North Boulder Park shot by Ann Cantelow
Somewhere safe, nearby, and normal. Somewhere inside my comfort zone.
Not a hike, not to go dancing, not to have coffee. I can't handle extended human interaction, I'm ashamed to show my face in public. I can't handle a challenge. But I can put on some pants and walk around the block with someone I trust. Though the pants part may take some cajoling.

Show up, uninvited, bearing food that I will eat.


I may be able to shove a Wheat Thin in my mouth,
but I will not be able to make myself an actual meal.
When I'm in my hole, I lose my appetite. I'm too tired too cook, then I'm too sad to cook, then I'm too disappointed in myself to even try. If you haven't seen me in a few days and suspect that I may be sinking, feed me. Probably protein.

But what if you have a friend that isn't me? The only thing I can tell you is, be their friend. Don't assume that the things that work for you to get out a minor funk (or for me to get out of a major one) will necessarily work for them.

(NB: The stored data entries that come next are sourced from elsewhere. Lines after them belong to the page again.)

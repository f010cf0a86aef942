//! Proposal projection: derives the resolver's flags from the full aggregate.

use std::collections::HashSet;

use serde::Serialize;

use crate::current_step::{get_current_step, ProposalStep, StepFlags};
use crate::evaluation::{EvaluationStep, ProposalStatus};
use crate::status::{get_proposal_evaluation_status, EvaluationStatus, StepResult};
use crate::types::DbId;

/// Everything needed to resolve a proposal's current step.
#[derive(Debug, Clone)]
pub struct ProposalProjection {
    status: ProposalStatus,
    evaluations: Vec<EvaluationStep>,
    pending_rewards: usize,
    published_rewards: usize,
    selected_credential_templates: Vec<String>,
    issued_credential_templates: HashSet<String>,
}

/// Resolved display state of a proposal.
#[derive(Debug, Clone, PartialEq, Serialize)]
pub struct ResolvedStep {
    pub current_step: ProposalStep,
    pub evaluation_status: EvaluationStatus,
}

impl ProposalProjection {
    pub fn new(status: ProposalStatus, evaluations: Vec<EvaluationStep>) -> Self {
        Self {
            status,
            evaluations,
            pending_rewards: 0,
            published_rewards: 0,
            selected_credential_templates: Vec::new(),
            issued_credential_templates: HashSet::new(),
        }
    }

    pub fn with_pending_rewards(mut self, count: usize) -> Self {
        self.pending_rewards = count;
        self
    }

    pub fn with_published_rewards(mut self, count: usize) -> Self {
        self.published_rewards = count;
        self
    }

    pub fn with_selected_credentials(mut self, template_ids: Vec<String>) -> Self {
        self.selected_credential_templates = template_ids;
        self
    }

    pub fn with_issued_credentials<I>(mut self, template_ids: I) -> Self
    where
        I: IntoIterator<Item = String>,
    {
        self.issued_credential_templates = template_ids.into_iter().collect();
        self
    }

    pub fn flags(&self) -> StepFlags {
        StepFlags {
            has_pending_rewards: self.pending_rewards > 0,
            has_published_rewards: self.published_rewards > 0,
            credentials_enabled: !self.selected_credential_templates.is_empty(),
            has_pending_credentials: self
                .selected_credential_templates
                .iter()
                .any(|id| !self.issued_credential_templates.contains(id)),
        }
    }

    pub fn current_step(&self) -> ProposalStep {
        get_current_step(&self.evaluations, self.status, self.flags())
    }

    /// Resolve the current step and its status. Archived proposals report
    /// `archived` whatever step they stopped on.
    pub fn resolve(&self) -> ResolvedStep {
        let current_step = self.current_step();
        let result = if self.status == ProposalStatus::Archived {
            StepResult::Archived
        } else {
            current_step.result
        };
        ResolvedStep {
            evaluation_status: get_proposal_evaluation_status(current_step.step, result),
            current_step,
        }
    }
}

/// Look up an evaluation id among a proposal's steps.
pub fn find_evaluation(evaluations: &[EvaluationStep], id: DbId) -> Option<&EvaluationStep> {
    evaluations.iter().find(|e| e.id == id)
}
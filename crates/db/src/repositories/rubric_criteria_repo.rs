//! Repository for the `proposal_rubric_criteria` table.

use charm_core::rubric::{CriteriaPlan, CRITERIA_TYPE_RANGE};
use charm_core::types::DbId;
use sqlx::{PgConnection, PgPool};

use crate::models::rubric::RubricCriteria;

/// Column list for `proposal_rubric_criteria` queries.
const COLUMNS: &str =
    "id, proposal_id, evaluation_id, index, title, description, criteria_type, parameters";

pub struct RubricCriteriaRepo;

impl RubricCriteriaRepo {
    /// List the criteria of one evaluation, ordered by index.
    pub async fn list(
        pool: &PgPool,
        proposal_id: DbId,
        evaluation_id: DbId,
    ) -> Result<Vec<RubricCriteria>, sqlx::Error> {
        let mut conn = pool.acquire().await?;
        Self::list_inner(&mut conn, proposal_id, evaluation_id).await
    }

    /// List every criteria of a proposal, across its rubric steps.
    pub async fn list_by_proposal(
        pool: &PgPool,
        proposal_id: DbId,
    ) -> Result<Vec<RubricCriteria>, sqlx::Error> {
        let query = format!(
            "SELECT {COLUMNS} FROM proposal_rubric_criteria \
             WHERE proposal_id = $1 ORDER BY evaluation_id, index"
        );
        sqlx::query_as::<_, RubricCriteria>(&query)
            .bind(proposal_id)
            .fetch_all(pool)
            .await
    }

    /// Apply a reconciliation plan and return the resulting set.
    pub async fn replace(
        pool: &PgPool,
        proposal_id: DbId,
        evaluation_id: DbId,
        plan: &CriteriaPlan,
    ) -> Result<Vec<RubricCriteria>, sqlx::Error> {
        let mut tx = pool.begin().await?;

        if !plan.delete.is_empty() {
            sqlx::query(
                "DELETE FROM proposal_rubric_criteria \
                 WHERE evaluation_id = $1 AND proposal_id = $2 AND id = ANY($3)",
            )
            .bind(evaluation_id)
            .bind(proposal_id)
            .bind(&plan.delete)
            .execute(&mut *tx)
            .await?;
        }

        for write in &plan.writes {
            let query = if write.existing {
                "UPDATE proposal_rubric_criteria SET \
                    index = $4, title = $5, description = $6, criteria_type = $7, parameters = $8 \
                 WHERE id = $1 AND proposal_id = $2 AND evaluation_id = $3"
            } else {
                "INSERT INTO proposal_rubric_criteria \
                    (id, proposal_id, evaluation_id, index, title, description, criteria_type, parameters) \
                 VALUES ($1, $2, $3, $4, $5, $6, $7, $8)"
            };
            sqlx::query(query)
                .bind(write.id)
                .bind(proposal_id)
                .bind(evaluation_id)
                .bind(write.index)
                .bind(&write.title)
                .bind(&write.description)
                .bind(CRITERIA_TYPE_RANGE)
                .bind(write.parameters.to_json())
                .execute(&mut *tx)
                .await?;
        }

        let criteria = Self::list_inner(&mut tx, proposal_id, evaluation_id).await?;
        tx.commit().await?;
        Ok(criteria)
    }

    async fn list_inner(
        conn: &mut PgConnection,
        proposal_id: DbId,
        evaluation_id: DbId,
    ) -> Result<Vec<RubricCriteria>, sqlx::Error> {
        let query = format!(
            "SELECT {COLUMNS} FROM proposal_rubric_criteria \
             WHERE proposal_id = $1 AND evaluation_id = $2 \
             ORDER BY index"
        );
        sqlx::query_as::<_, RubricCriteria>(&query)
            .bind(proposal_id)
            .bind(evaluation_id)
            .fetch_all(conn)
            .await
    }
}
//! Rewrites the preamble of generated source code for the MicroPython
//! runtime.
//!
//! The external generator targets a desktop interpreter and emits a header of
//! imports that either do not exist on a board or pull in the host runtime
//! library. This module prepends a board-specific preamble and drops every
//! line that references the host ecosystem.
//!
//! The rewrite is a pure function over the line stream. It makes no attempt
//! to find the boundary between the generated header and the user program:
//! the preamble is always prepended and the forbidden substrings are filtered
//! everywhere. A user line that happens to contain a forbidden substring is
//! dropped too; that lenience is what catches the variant import syntaxes
//! the generator produces and is accepted as a documented risk.
//!
//! Running the rewrite twice prepends a second preamble. The tool is meant
//! for exactly-once post-processing, straight from the generator.

// =============================================================================
// Public Interface
// =============================================================================

/// The fixed preamble to prepend and the substrings that mark a line for
/// removal. Loaded once per run, immutable afterwards.
#[derive(Debug, Clone, Eq, PartialEq)]
pub struct PreambleSpec {
    /// Lines prepended verbatim before the filtered stream.
    pub lines: Vec<String>,
    /// A line containing any of these substrings is dropped. Matching is
    /// case-sensitive.
    pub forbidden: Vec<String>,
}
impl PreambleSpec {
    /// The preamble for MicroPython targets: the board modules, the uploaded
    /// runtime support library, and a banner.
    pub fn micropython() -> Self {
        PreambleSpec {
            lines: vec![
                "# Generated for a MicroPython target (ESP32/Pico)".into(),
                "import time".into(),
                "import machine".into(),
                "from lib.boardio import *".into(),
                "".into(),
                "# User program".into(),
            ],
            forbidden: vec![
                "import sys".into(),
                "import os".into(),
                "import hostlib".into(),
                "from hostlib".into(),
            ],
        }
    }
}
impl Default for PreambleSpec {
    fn default() -> Self {
        PreambleSpec::micropython()
    }
}

/// Produce a new line stream: the preamble of `spec`, followed by every input
/// line that contains none of the forbidden substrings, in their original
/// order. The input is never mutated.
pub fn rewrite(input: &[String], spec: &PreambleSpec) -> Vec<String> {
    let mut out = spec.lines.clone();
    out.extend(
        input
            .iter()
            .filter(|line| !spec.forbidden.iter().any(|bad| line.contains(bad.as_str())))
            .cloned(),
    );
    out
}

/// Same as [`rewrite`], joined with newlines for writing to the output file.
pub fn rewrite_to_string(input: &[String], spec: &PreambleSpec) -> String {
    rewrite(input, spec).join("\n")
}

// =============================================================================
// Unit Tests
// =============================================================================

#[cfg(test)]
mod tests {
    use super::*;

    fn lines(raw: &[&str]) -> Vec<String> {
        raw.iter().map(|l| l.to_string()).collect()
    }

    #[test]
    fn prepends_preamble_and_filters_forbidden() {
        let spec = PreambleSpec {
            lines: lines(&["# banner", "import time"]),
            forbidden: lines(&["import sys", "import os"]),
        };
        let input = lines(&["import sys", "import os", "print('hi')"]);
        let out = rewrite(&input, &spec);
        assert_eq!(out, lines(&["# banner", "import time", "print('hi')"]));
    }

    #[test]
    fn output_starts_with_preamble() {
        let spec = PreambleSpec::micropython();
        let input = lines(&["x = 1", "y = 2"]);
        let out = rewrite(&input, &spec);
        assert_eq!(&out[..spec.lines.len()], &spec.lines[..]);
    }

    #[test]
    fn clean_input_is_kept_in_order() {
        let spec = PreambleSpec::micropython();
        let input = lines(&["a = 1", "b = 2", "c = a + b"]);
        let out = rewrite(&input, &spec);
        assert_eq!(&out[spec.lines.len()..], &input[..]);
    }

    #[test]
    fn forbidden_lines_are_dropped_anywhere_in_the_body() {
        let spec = PreambleSpec::micropython();
        let input = lines(&["x = 1", "from hostlib import timers", "x = 2"]);
        let out = rewrite(&input, &spec);
        assert_eq!(&out[spec.lines.len()..], &lines(&["x = 1", "x = 2"])[..]);
    }

    #[test]
    fn matching_is_substring_based() {
        let spec = PreambleSpec::micropython();
        // Intentional lenience: any line containing the substring goes,
        // whatever else is on it.
        let input = lines(&["    import sys  # indented", "keep_me()"]);
        let out = rewrite(&input, &spec);
        assert_eq!(&out[spec.lines.len()..], &lines(&["keep_me()"])[..]);
    }

    #[test]
    fn empty_input_yields_just_the_preamble() {
        let spec = PreambleSpec::micropython();
        let out = rewrite(&[], &spec);
        assert_eq!(out, spec.lines);
    }

    #[test]
    fn rewrite_is_not_idempotent() {
        let spec = PreambleSpec::micropython();
        let once = rewrite(&lines(&["x = 1"]), &spec);
        let twice = rewrite(&once, &spec);
        // The second pass strips nothing new but prepends a second preamble.
        assert_eq!(twice.len(), once.len() + spec.lines.len());
    }

    #[test]
    fn to_string_joins_with_newlines() {
        let spec = PreambleSpec {
            lines: lines(&["# banner"]),
            forbidden: vec![],
        };
        let out = rewrite_to_string(&lines(&["a = 1"]), &spec);
        assert_eq!(out, "# banner\na = 1");
    }
}
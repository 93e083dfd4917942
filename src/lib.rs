//! Micropush takes the output of an external code generator, rewrites its
//! preamble for the MicroPython runtime, and pushes the result onto a live
//! board over the serial port. It replaces the usual "unplug, copy, replug"
//! dance with a single command that interrupts whatever program is running,
//! uploads the new files, and restarts the board.
//!
//! The deployment side of `micropush` is implemented as a state machine.
//! State machines are implemented in terms of **states** and **transitions**
//! between them with the following characteristics:
//!
//! * Can only be in one state at any time.
//! * Each state can have its own associated data if needed.
//! * It is possible to have some shared data between **all** states.
//! * Transitions between states are triggered via typed **events** and follow
//!   defined semantics.
//! * Only explicitly defined transitions should be permitted and as many errors
//!   should be detected at **compile-time**.
//! * Transitioning from one state to another consumes the original state and
//!   renders it unusable. Any transition back to that state would create a new
//!   state.
//! * Data can be transferred from one state to the next by attaching it to the
//!   transition event. Such data is statically defined as part of the event
//!   type.
//!
//! The implementation of state transitions leverages `rust`'s `From` and `Into`
//! pattern. The `From` trait allows for a type to define how to create itself
//! from another type, providing an intuitive and simple mechanism for
//! converting `events` into new `states`. Only transitions for which the
//! `From` trait is implemented are authorized and any other transition would
//! be detected at compile-time as an error.
//!
//! The header rewriting side has no state at all: it is a pure function from
//! one line stream to another and can be run on a different machine than the
//! one the board is plugged into.

mod backend;
mod deploy;
mod link;
mod rewrite;
mod settings;
mod utils;

pub use backend::{AmpyBackend, BackendError, DeviceBackend};
pub use deploy::{factory, factory_with, DeploymentPipeline, TransferPlan};
pub use link::{ControlLink, SerialControlLink};
pub use rewrite::{rewrite, rewrite_to_string, PreambleSpec};
pub use settings::{Settings, SettingsBuilder};
pub use utils::wait_for_port;
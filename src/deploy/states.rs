//! States for the `micropush` deployment pipeline state machine.
//!
//! This module is private and restricted to the [`deploy`](crate::deploy)
//! scope. The public interface of the deployment pipeline state machine is
//! provided by [`deploy`](crate::deploy).
//!
//! Refer to the [`state_machine`](super::state_machine) module for an
//! overview of states, events and transitions.

use std::path::{Path, PathBuf};
use std::thread;

use console::style;
use log::{debug, error, info, warn};

use super::events::*;
use crate::backend::DeviceBackend;
use crate::link::ControlLink;
use crate::settings::Settings;

// =============================================================================
// Crate-Public Interface
// =============================================================================

/// Trait adding the ability for a state to be `run` after a transition into
/// it.
pub(crate) trait Runnable {
    /// A state implements this method so it can be `run` after the state
    /// machine transitions into it.
    ///
    /// During this call, the state can do any work that needs to be done
    /// against the transfer `backend` and the serial control `link`, and
    /// when finished, requests a transition to a `new state` by returning
    /// the appropriate `event`. The `state` and the `event` are consumed to
    /// create the `new state` using the corresponding [`From`] trait
    /// implementation (provided such implementation exists).
    fn run(
        &mut self,
        settings: &Settings,
        backend: &mut dyn DeviceBackend,
        link: &mut dyn ControlLink,
    ) -> Event;
}

// TransferPlan ================================================================

/// The ordered transfers of one deployment run.
///
/// Invariants: the library directory is prepared before anything lands in
/// it, and the runtime support file is pushed before the user program. The
/// generated program imports the runtime at startup, so a board reset in
/// between two pushes must never find the program without its runtime.
#[derive(Debug, Clone, Eq, PartialEq)]
pub struct TransferPlan {
    /// Remote directory to create-or-confirm before any library transfer.
    pub lib_dir: String,
    /// Runtime support file: (local path, remote path under `lib_dir`).
    pub runtime: (PathBuf, String),
    /// User program file: (local path, remote root path).
    pub program: (PathBuf, String),
}
impl TransferPlan {
    /// Build the plan for the artifacts named in `settings`. The runtime
    /// keeps its file name under the remote library directory; the program
    /// always lands at the fixed remote program path, whatever its local
    /// name, because that is the file the board auto-runs.
    pub fn new(settings: &Settings) -> Self {
        let runtime_local = PathBuf::from(&settings.runtime_file);
        let runtime_name = runtime_local
            .file_name()
            .map(|n| n.to_string_lossy().into_owned())
            .unwrap_or_else(|| "boardio.py".into());
        TransferPlan {
            lib_dir: settings.remote_lib_dir.clone(),
            runtime: (
                runtime_local,
                format!("{}/{}", settings.remote_lib_dir, runtime_name),
            ),
            program: (
                PathBuf::from(&settings.program_file),
                settings.remote_program.clone(),
            ),
        }
    }
}

// Init State ==================================================================

/// The initial state of the deployment pipeline state machine.
///
/// Checks that the local artifacts exist before any device interaction;
/// missing files are fatal here, with a direct message, and never reach the
/// board.
///
/// From the `InitState`, the state machine can evolve via the following
/// transitions:
///
///  * **[`StartInterruptEvent`] => [`InterruptState`]** after the pre-checks
///    pass and the transfer plan is built,
///  * **[`DoneEvent`] => [`DoneState`]** when a local artifact is missing.
#[derive(Debug)]
pub(crate) struct InitState {}
impl Runnable for InitState {
    fn run(
        &mut self,
        settings: &Settings,
        _backend: &mut dyn DeviceBackend,
        _link: &mut dyn ControlLink,
    ) -> Event {
        info!("=> Init");
        assert_ne!(settings.path, None);

        for local in &[&settings.program_file, &settings.runtime_file] {
            if !Path::new(local).exists() {
                println!(
                    "{}",
                    style(format!("[MP] 💥 local file `{}` not found!", local)).red()
                );
                return Event::Done(DoneEvent {
                    settings: settings.clone(),
                    with_errors: true,
                });
            }
        }

        Event::StartInterrupt(StartInterruptEvent {
            settings: settings.clone(),
            plan: TransferPlan::new(settings),
        })
    }
}

// Interrupt State =============================================================

/// A `state` of the deployment pipeline where `micropush` interrupts the
/// program currently running on the board and soft-reboots its interpreter
/// over the serial line, then closes the handle so the transfer backend can
/// open its own.
///
/// Interrupt failures (port busy, no device present) are warnings, not
/// fatal: the board may already be sitting at its command prompt, in which
/// case the transfers will succeed anyway. This is a best-effort policy,
/// not a correctness guarantee.
///
///  * **[`PrepareDirEvent`] => [`PrepareDirState`]** always, whatever the
///    outcome of the interrupt attempt.
#[derive(Debug)]
pub(crate) struct InterruptState {
    pub plan: TransferPlan,
}
impl Runnable for InterruptState {
    fn run(
        &mut self,
        settings: &Settings,
        _backend: &mut dyn DeviceBackend,
        link: &mut dyn ControlLink,
    ) -> Event {
        info!("=> Interrupt");

        match link.interrupt_and_reboot(settings) {
            Ok(()) => debug!("board interrupted and soft-rebooted"),
            Err(ref e) => {
                warn!("soft reset over the serial line failed: {}", e);
                println!(
                    "{}",
                    style("[MP] ⚠️  could not interrupt the running program; assuming the board is ready")
                        .yellow()
                );
            }
        }

        // Give the board time to come back before the backend reconnects.
        thread::sleep(settings.reconnect_settle);

        Event::PrepareDir(PrepareDirEvent {
            settings: settings.clone(),
            plan: self.plan.clone(),
        })
    }
}

// PrepareDir State ============================================================

/// A `state` of the deployment pipeline where the remote library directory
/// is created. The backend has no "directory exists" query, only a
/// side-effecting create that errors when the directory is already there,
/// so a failure here is swallowed as pre-existing and the pipeline moves
/// on.
///
///  * **[`PushRuntimeEvent`] => [`PushRuntimeState`]** always.
#[derive(Debug)]
pub(crate) struct PrepareDirState {
    pub plan: TransferPlan,
}
impl Runnable for PrepareDirState {
    fn run(
        &mut self,
        settings: &Settings,
        backend: &mut dyn DeviceBackend,
        _link: &mut dyn ControlLink,
    ) -> Event {
        info!("=> PrepareDir");
        println!("[MP] 📁 Preparing {} on the board...", self.plan.lib_dir);

        match backend.ensure_remote_dir(&self.plan.lib_dir) {
            Ok(()) => debug!("created {}", self.plan.lib_dir),
            Err(ref e) => {
                debug!("{}", e);
                info!("{} probably exists already, continuing", self.plan.lib_dir);
            }
        }

        Event::PushRuntime(PushRuntimeEvent {
            settings: settings.clone(),
            plan: self.plan.clone(),
        })
    }
}

// PushRuntime State ===========================================================

/// A `state` of the deployment pipeline where the runtime support file is
/// pushed into the remote library directory. A failure here is fatal: the
/// program file is never pushed on top of a missing runtime, no retry, no
/// rollback.
///
///  * **[`PushProgramEvent`] => [`PushProgramState`]** on success,
///  * **[`DoneEvent`] => [`DoneState`]** on a transfer failure.
#[derive(Debug)]
pub(crate) struct PushRuntimeState {
    pub plan: TransferPlan,
}
impl Runnable for PushRuntimeState {
    fn run(
        &mut self,
        settings: &Settings,
        backend: &mut dyn DeviceBackend,
        _link: &mut dyn ControlLink,
    ) -> Event {
        info!("=> PushRuntime");

        let (local, remote) = &self.plan.runtime;
        match backend.put_file(local, remote) {
            Ok(()) => Event::PushProgram(PushProgramEvent {
                settings: settings.clone(),
                plan: self.plan.clone(),
            }),
            Err(ref e) => {
                error!("{}", e);
                println!("{}", style("[MP] 💥 Failed to push the runtime!").red());
                Event::Done(DoneEvent {
                    settings: settings.clone(),
                    with_errors: true,
                })
            }
        }
    }
}

// PushProgram State ===========================================================

/// A `state` of the deployment pipeline where the compiled program is pushed
/// to the remote root. A failure is fatal and the board is never reset, so
/// whatever was running before the partial push stays in charge of deciding
/// what to do next.
///
///  * **[`ResetDeviceEvent`] => [`ResetState`]** on success,
///  * **[`DoneEvent`] => [`DoneState`]** on a transfer failure.
#[derive(Debug)]
pub(crate) struct PushProgramState {
    pub plan: TransferPlan,
}
impl Runnable for PushProgramState {
    fn run(
        &mut self,
        settings: &Settings,
        backend: &mut dyn DeviceBackend,
        _link: &mut dyn ControlLink,
    ) -> Event {
        info!("=> PushProgram");

        let (local, remote) = &self.plan.program;
        match backend.put_file(local, remote) {
            Ok(()) => Event::ResetDevice(ResetDeviceEvent {
                settings: settings.clone(),
            }),
            Err(ref e) => {
                error!("{}", e);
                println!("{}", style("[MP] 💥 Failed to push the program!").red());
                Event::Done(DoneEvent {
                    settings: settings.clone(),
                    with_errors: true,
                })
            }
        }
    }
}

// Reset State =================================================================

/// A `state` of the deployment pipeline where the board is reset through the
/// backend so it boots into the freshly pushed program.
///
///  * **[`DoneEvent`] => [`DoneState`]** always; with errors when the reset
///    command fails.
#[derive(Debug)]
pub(crate) struct ResetState {}
impl Runnable for ResetState {
    fn run(
        &mut self,
        settings: &Settings,
        backend: &mut dyn DeviceBackend,
        _link: &mut dyn ControlLink,
    ) -> Event {
        info!("=> Reset");
        println!("[MP] 🔄 Restarting the board...");

        match backend.reset_device() {
            Ok(()) => {
                println!(
                    "{}",
                    style("[MP] ✅ Upload complete, the new program is starting").green()
                );
                Event::Done(DoneEvent {
                    settings: settings.clone(),
                    with_errors: false,
                })
            }
            Err(ref e) => {
                error!("{}", e);
                println!("{}", style("[MP] 💥 Failed to reset the board!").red());
                Event::Done(DoneEvent {
                    settings: settings.clone(),
                    with_errors: true,
                })
            }
        }
    }
}

// Done State ==================================================================

/// Reached when the deployment pipeline completes its execution and is about
/// to terminate (normally or abnormally).
///
/// This state goes into a 2-phase execution. During the initial phase, it
/// runs like any other state to report the outcome. It then triggers the
/// [`ExitEvent`] to cause the pipeline state machine to terminate and exit.
///
/// Termination due to errors is indicated with the `with_error` field in the
/// state. This condition is used to set the return value from the pipeline
/// event loop.
#[derive(Debug, Copy, Clone)]
pub(crate) struct DoneState {
    /// When `true`, indicates an abnormal completion caused by an error.
    pub with_error: bool,
    /// When `true` instructs the pipeline state machine to exit its event
    /// loop.
    pub should_exit: bool,
}
impl Runnable for DoneState {
    fn run(
        &mut self,
        settings: &Settings,
        _backend: &mut dyn DeviceBackend,
        _link: &mut dyn ControlLink,
    ) -> Event {
        info!(
            "=> Done with{}errors",
            if self.with_error { " " } else { " no " }
        );
        if self.with_error {
            println!("{}", style("[MP] 💥 Upload failed!").red());
            println!("[MP] 🔌 Check the connection and press Reset on the board before retrying.");
        }

        Event::Exit(ExitEvent {
            settings: settings.clone(),
            with_error: self.with_error,
        })
    }
}

// =============================================================================
// Unit Tests
// =============================================================================

#[cfg(test)]
mod tests {
    use super::*;
    use crate::SettingsBuilder;

    #[test]
    fn plan_sends_runtime_into_the_lib_dir() {
        let settings = SettingsBuilder::new()
            .path("TEST")
            .runtime_file("runtime/boardio.py")
            .finalize();
        let plan = TransferPlan::new(&settings);
        assert_eq!(plan.lib_dir, "/lib");
        assert_eq!(plan.runtime.0, PathBuf::from("runtime/boardio.py"));
        assert_eq!(plan.runtime.1, "/lib/boardio.py");
    }

    #[test]
    fn plan_pins_the_remote_program_path() {
        // The board auto-runs /main.py; the local name must not leak into
        // the remote path.
        let settings = SettingsBuilder::new()
            .path("TEST")
            .program_file("build/blink.py")
            .finalize();
        let plan = TransferPlan::new(&settings);
        assert_eq!(plan.program.0, PathBuf::from("build/blink.py"));
        assert_eq!(plan.program.1, "/main.py");
    }

    #[test]
    fn plan_honors_a_custom_lib_dir() {
        let settings = SettingsBuilder::new()
            .path("TEST")
            .remote_lib_dir("/libs")
            .finalize();
        let plan = TransferPlan::new(&settings);
        assert_eq!(plan.runtime.1, "/libs/boardio.py");
    }
}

Don't treat them like they're an idiot, or like you know how to fix this better than they do. (I can't tell you how many times I've had people suggest that I exercise/take a bath/watch a fun movie/get laid. Just because something is the right answer for you doesn't make it a universal truth. Also, if it's that obvious, your depressed friend has probably already thought of it. 'Cause they're smart, right? Isn't that why you're friends?) Think about who they are, and how they are, and do what you can do to be good to them, in a way that they would appreciate.

Keep trying. Be the best lifeline you can be.

*Of course, if this is the first time, or if it just feels like the first time, they've been down this road, be supportive. Let them know that there are options for them. And help them find out what those options are. Odds are, they don't know what their health plan will cover, or who to call to find out, or even how to set up an appointment with a therapist. If depression comes with a side of anxiety and phone-phobia the way it does for me, they may not even be able to make those calls. If you want to come to the table with advice or options, makes sure you know as much as possible, and have taken as much of the legwork out of things as you can. YMMV, of course, but information and preparedness is always my favourite.